Thing is...we just got an order signed in January after a long battle and wait for judges decision. I don't want to make the judge angry but they are breaking court order.


What do you think?

7
Custody Issues / Re: Okay to Ask?
« on: Mar 10, 2018, 03:20:21 AM »
After 12 days in the hospital, the mom was discharged without leg surgery.  She said her white blood count was a little too high.

8
Custody Issues / Re: Okay to Ask?
« on: Mar 01, 2018, 01:01:46 PM »
Thank you!  Hoping her mom will do the driving for exchanges. 

9
Custody Issues / Okay to Ask?
« on: Feb 28, 2018, 07:00:12 AM »
Have a question:  My grandchild's mom is in the hospital and going to have knee surgery tomorrow on the right leg.  The last time she had knee surgery was on the left leg and she was unable to walk for 4 weeks.  Not sure if this surgery is the exact same, she just said when she had surgery on the left they had told her she would eventually need it on the right as well.   

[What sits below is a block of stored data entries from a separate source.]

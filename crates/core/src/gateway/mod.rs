//! Boundary to the external lead discovery service.
//!
//! A gateway performs exactly one exchange per call and resolves to either a
//! [`LeadBatch`] or a [`GatewayError`]. It never retries on its own.

mod http;
mod types;

pub use http::HttpLeadGateway;
pub use types::*;

use async_trait::async_trait;
use serde::Serialize;
use thiserror::Error;

/// Message shown when the service reports no leads for a query.
pub const NOT_FOUND_MESSAGE: &str = "No leads found for this query. Try a different search term.";
/// Message shown when the service fails internally.
pub const SERVICE_ERROR_MESSAGE: &str = "Server error. Check the service configuration and retry.";
/// Message shown for every other failure.
pub const NETWORK_MESSAGE: &str = "Failed to reach the lead discovery service.";

/// Errors that can occur when talking to the discovery service.
#[derive(Debug, Clone, Error, PartialEq, Eq)]
pub enum GatewayError {
    /// Service answered 404.
    #[error("Service found no leads (HTTP 404)")]
    NotFound,

    /// Service answered 500.
    #[error("Service error (HTTP {status}): {message}")]
    ServiceError { status: u16, message: String },

    /// Connection failure, timeout, unexpected status or malformed body.
    #[error("Network error: {0}")]
    Network(String),
}

impl GatewayError {
    pub fn kind(&self) -> ErrorKind {
        match self {
            Self::NotFound => ErrorKind::NotFound,
            Self::ServiceError { .. } => ErrorKind::ServiceError,
            Self::Network(_) => ErrorKind::Network,
        }
    }
}

impl From<reqwest::Error> for GatewayError {
    fn from(e: reqwest::Error) -> Self {
        if e.is_timeout() {
            Self::Network(format!("request timed out: {}", e))
        } else {
            Self::Network(e.to_string())
        }
    }
}

/// Failure category surfaced to the user.
#[derive(Debug, Clone, Copy, Serialize, PartialEq, Eq, Hash)]
#[serde(rename_all = "snake_case")]
pub enum ErrorKind {
    NotFound,
    ServiceError,
    Network,
}

impl ErrorKind {
    pub fn user_message(&self) -> &'static str {
        match self {
            Self::NotFound => NOT_FOUND_MESSAGE,
            Self::ServiceError => SERVICE_ERROR_MESSAGE,
            Self::Network => NETWORK_MESSAGE,
        }
    }

    /// Label used in metrics.
    pub fn as_str(&self) -> &'static str {
        match self {
            Self::NotFound => "not_found",
            Self::ServiceError => "service_error",
            Self::Network => "network",
        }
    }
}

/// Trait for lead discovery backends.
#[async_trait]
pub trait LeadGateway: Send + Sync {
    /// Backend name, for logs.
    fn name(&self) -> &str;

    /// Ask the service to discover leads for `query` across `source_count` sources.
    async fn submit_query(&self, query: &str, source_count: u32)
        -> Result<LeadBatch, GatewayError>;

    /// Probe the service health endpoint.
    async fn health(&self) -> Result<ServiceHealth, GatewayError>;
}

I am a little concerned that mom will try to drive to exchanges before she is cleared to do so.  Is it okay to request that she show us a letter from doctor or at the very least the section of her discharge papers that state when it is okay to drive again?


(The reason I am concerned is past medical records revealed that there were times she was to be on crutches/wearing knee immobilizer and not driving - but she never came to exchanges on any of that and would be driving during those times.)

10
Custody Issues / Re: Meaning?
« on: Jan 28, 2018, 05:28:46 PM »
Mixed bag, I know we are not finished.  I am expecting either a summons shortly or once my husband has transplant surgery. 


Our hearing was in circuit court.  I know the judge was not happy that after she took 9 weeks to rule it took another 5 to get an order.  To me, there should have been no negotiations.


In my opinion, their attorney could not believe she lost as this judge has been known to be pro-mom.   Her closing argument held lies, accusations from 40 years ago, and nothing substantial.  In fact, that is her tactic in court as well. 


Our attorney did not let us know of anything going on during this process.    I don't know why a judge who gave us custodybwould remand to a lower court. 


Our lawyer did say that our order will carry much weight in any future hearings and she does not see it ever changing.